そこには、ウィルが“皇室から管理を任された”とされる北部鉱山の位置が記されている。
「この地は、過去に鉱石中から魔物が大量発生し、我々北部の騎士ですら太刀打ちできず放棄した場所だ。……そこの管理をお前たちに任せるとあるがいいのか?」
「ええ、もちろん」
レティアはにっこりと微笑む。
「それで、うちがそちらへ兵を回せるほどの余力がないことも、理解しているな?」
ギーブの視線がウィルとレティアを往復する。
皇妃がこの任務を押しつけた意図は明白だ。
ウィルに“成果を出せるはずのない任務”を課し、ウィルを無能として失脚させるためだ。

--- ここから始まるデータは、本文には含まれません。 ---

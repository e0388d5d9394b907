// SPDX-License-Identifier: PMPL-1.0-or-later
// Copyright (c) 2026 Jonathan D.A. Jewell (hyperpolymath) <jonathan.jewell@open.ac.uk>
//
// Core domain types for the ScanDock page-editing pipeline.

use serde::{Deserialize, Serialize};
use uuid::Uuid;

/// Lowest accepted contrast scale.
pub const CONTRAST_MIN: f32 = 0.8;
/// Highest accepted contrast scale.
pub const CONTRAST_MAX: f32 = 2.0;
/// Degrees added by one rotate action.
pub const ROTATION_STEP: f32 = 90.0;

/// Catalog identity of a persisted scan. Assigned by storage on first insert.
#[derive(Debug, Clone, Copy, PartialEq, Eq, Hash, PartialOrd, Ord, Serialize, Deserialize)]
pub struct ScanId(pub i64);

impl std::fmt::Display for ScanId {
    fn fmt(&self, f: &mut std::fmt::Formatter<'_>) -> std::fmt::Result {
        write!(f, "{}", self.0)
    }
}

/// In-memory identity of a page while it is being edited.
#[derive(Debug, Clone, Copy, PartialEq, Eq, Hash, Serialize, Deserialize)]
pub struct PageId(pub Uuid);

impl PageId {
    pub fn new() -> Self {
        Self(Uuid::new_v4())
    }
}

impl Default for PageId {
    fn default() -> Self {
        Self::new()
    }
}

impl std::fmt::Display for PageId {
    fn fmt(&self, f: &mut std::fmt::Formatter<'_>) -> std::fmt::Result {
        write!(f, "{}", self.0)
    }
}

/// Tonal enhancement applied before the colour filter. Mutually exclusive.
#[derive(Debug, Clone, Copy, Default, PartialEq, Eq, Hash, Serialize, Deserialize)]
pub enum EnhanceMode {
    #[default]
    None,
    /// Affine contrast stretch driven by `EditParams::contrast`.
    Contrast,
    /// 3x3 sharpen kernel driven by `EditParams::sharpness`.
    Sharpen,
    /// Desaturate and push towards paper-white / ink-black.
    DocBoost,
}

/// Colour treatment applied after enhancement. Mutually exclusive.
#[derive(Debug, Clone, Copy, Default, PartialEq, Eq, Hash, Serialize, Deserialize)]
pub enum FilterMode {
    #[default]
    None,
    Gray,
    BlackAndWhite,
    Warm,
    Cool,
}

/// How the next captured image is folded into the page collection.
#[derive(Debug, Clone, Copy, Default, PartialEq, Eq, Hash, Serialize, Deserialize)]
pub enum CaptureMode {
    /// Spurious capture events are dropped.
    #[default]
    None,
    /// Replace the selected page in place.
    Retake,
    /// Append a new page and select it.
    AddPage,
}

impl std::str::FromStr for EnhanceMode {
    type Err = String;

    fn from_str(s: &str) -> Result<Self, Self::Err> {
        match s.to_ascii_lowercase().as_str() {
            "none" => Ok(Self::None),
            "contrast" => Ok(Self::Contrast),
            "sharpen" | "sharp" => Ok(Self::Sharpen),
            "docboost" | "doc" => Ok(Self::DocBoost),
            other => Err(format!("unknown enhance mode: {other}")),
        }
    }
}

impl std::str::FromStr for FilterMode {
    type Err = String;

    fn from_str(s: &str) -> Result<Self, Self::Err> {
        match s.to_ascii_lowercase().as_str() {
            "none" => Ok(Self::None),
            "gray" | "grey" => Ok(Self::Gray),
            "bw" | "blackandwhite" => Ok(Self::BlackAndWhite),
            "warm" => Ok(Self::Warm),
            "cool" => Ok(Self::Cool),
            other => Err(format!("unknown filter mode: {other}")),
        }
    }
}

/// The five per-page edit fields that drive the transform pipeline, plus the
/// display-only rotation.
#[derive(Debug, Clone, Copy, PartialEq, Serialize, Deserialize)]
pub struct EditParams {
    pub enhance: EnhanceMode,
    pub filter: FilterMode,
    /// Degrees, display only. Accumulates and is never normalised.
    pub rotation: f32,
    /// Contrast scale in [`CONTRAST_MIN`, `CONTRAST_MAX`].
    pub contrast: f32,
    /// Sharpen strength, >= 0.
    pub sharpness: f32,
}

impl Default for EditParams {
    fn default() -> Self {
        Self {
            enhance: EnhanceMode::None,
            filter: FilterMode::None,
            rotation: 0.0,
            contrast: 1.0,
            sharpness: 0.0,
        }
    }
}

impl EditParams {
    /// Clamp `contrast` and `sharpness` into their valid ranges. Non-finite
    /// values fall back to the defaults.
    pub fn normalized(self) -> Self {
        let contrast = if self.contrast.is_finite() {
            self.contrast.clamp(CONTRAST_MIN, CONTRAST_MAX)
        } else {
            1.0
        };
        let sharpness = if self.sharpness.is_finite() {
            self.sharpness.max(0.0)
        } else {
            0.0
        };
        let rotation = if self.rotation.is_finite() {
            self.rotation
        } else {
            0.0
        };
        Self {
            contrast,
            sharpness,
            rotation,
            ..self
        }
    }

    /// True when the raster pipeline for these parameters is the identity.
    /// Rotation does not take part in the pipeline.
    pub fn is_identity(&self) -> bool {
        let enhance_noop = match self.enhance {
            EnhanceMode::None => true,
            EnhanceMode::Contrast => self.contrast == 1.0,
            EnhanceMode::Sharpen => self.sharpness == 0.0,
            EnhanceMode::DocBoost => false,
        };
        enhance_noop && self.filter == FilterMode::None
    }

    /// Same parameters with one more rotate step applied.
    pub fn rotated(self) -> Self {
        Self {
            rotation: self.rotation + ROTATION_STEP,
            ..self
        }
    }
}

/// A persisted scan as stored in the catalog.
#[derive(Debug, Clone, PartialEq, Serialize, Deserialize)]
pub struct ScanRecord {
    /// `None` until the catalog assigns an identity.
    pub id: Option<ScanId>,
    pub title: String,
    /// Directory holding the page artifacts and merged PDF.
    pub folder_path: String,
    pub pdf_path: String,
    /// Unix epoch milliseconds.
    pub created_at: i64,
}

impl ScanRecord {
    pub fn new(
        title: impl Into<String>,
        folder_path: impl Into<String>,
        pdf_path: impl Into<String>,
    ) -> Self {
        Self {
            id: None,
            title: title.into(),
            folder_path: folder_path.into(),
            pdf_path: pdf_path.into(),
            created_at: chrono::Utc::now().timestamp_millis(),
        }
    }
}

/// One persisted page row belonging to a scan.
#[derive(Debug, Clone, PartialEq, Serialize, Deserialize)]
pub struct PageRecord {
    /// Row id, `None` before insertion.
    pub id: Option<i64>,
    /// Owning scan, filled in by the catalog on save.
    pub scan_id: Option<ScanId>,
    pub image_path: String,
    /// SHA-256 hex digest of the artifact bytes.
    pub image_hash: String,
    pub edits: EditParams,
    pub order_index: u32,
}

北部の魔石鉱山はすでに採掘可能域だった地域にも魔物がはびこり、人類が足を踏み入れられない魔物の巣窟と化している。
ウィルがレティアを見ると、彼女はふっと目を細めた。
「覚悟の上です。ただ、最初だけ兵を数人、お借りできませんか?」
レティアの言葉に、ギーブは腕を組んで笑う。
「ああ、デーンから聞いている。だが、その返事もデーンに伝えておいたはずだが?」
ギーブの口元がゆるむ。レティアはそれを見て、さらに笑みを深めた。
***
「……で、条件が“決闘”なんて聞いてないんだが」
観客席で、ウィルがぼやく。
訓練場を兼ねた闘技場では、騎士たちが観客席を埋め、中央でレティアとギーブが向かい合っていた。
「決闘を了承してしまうのが、あの人らしいというか……」
アレスは眉間を押さえ、ため息をつく。
数人の兵を借りたところで戦況が変わるとは思っていない。
単に、戦闘狂のギーブが“強いと評判の聖女”と手合わせしてみたかっただけだろう。
そのため組まれた決闘だ。レティアもそれを承知で受けている――己の実力を示すために。
「レティア様……大丈夫でしょうか」
リネアは不安そうに、会場とウィルの顔を交互に見つめた。
「ああ、大丈夫だろ、レティアだぞ」
と、ウィルは根拠はないが、やたら説得力のあるセリフを吐くのだった。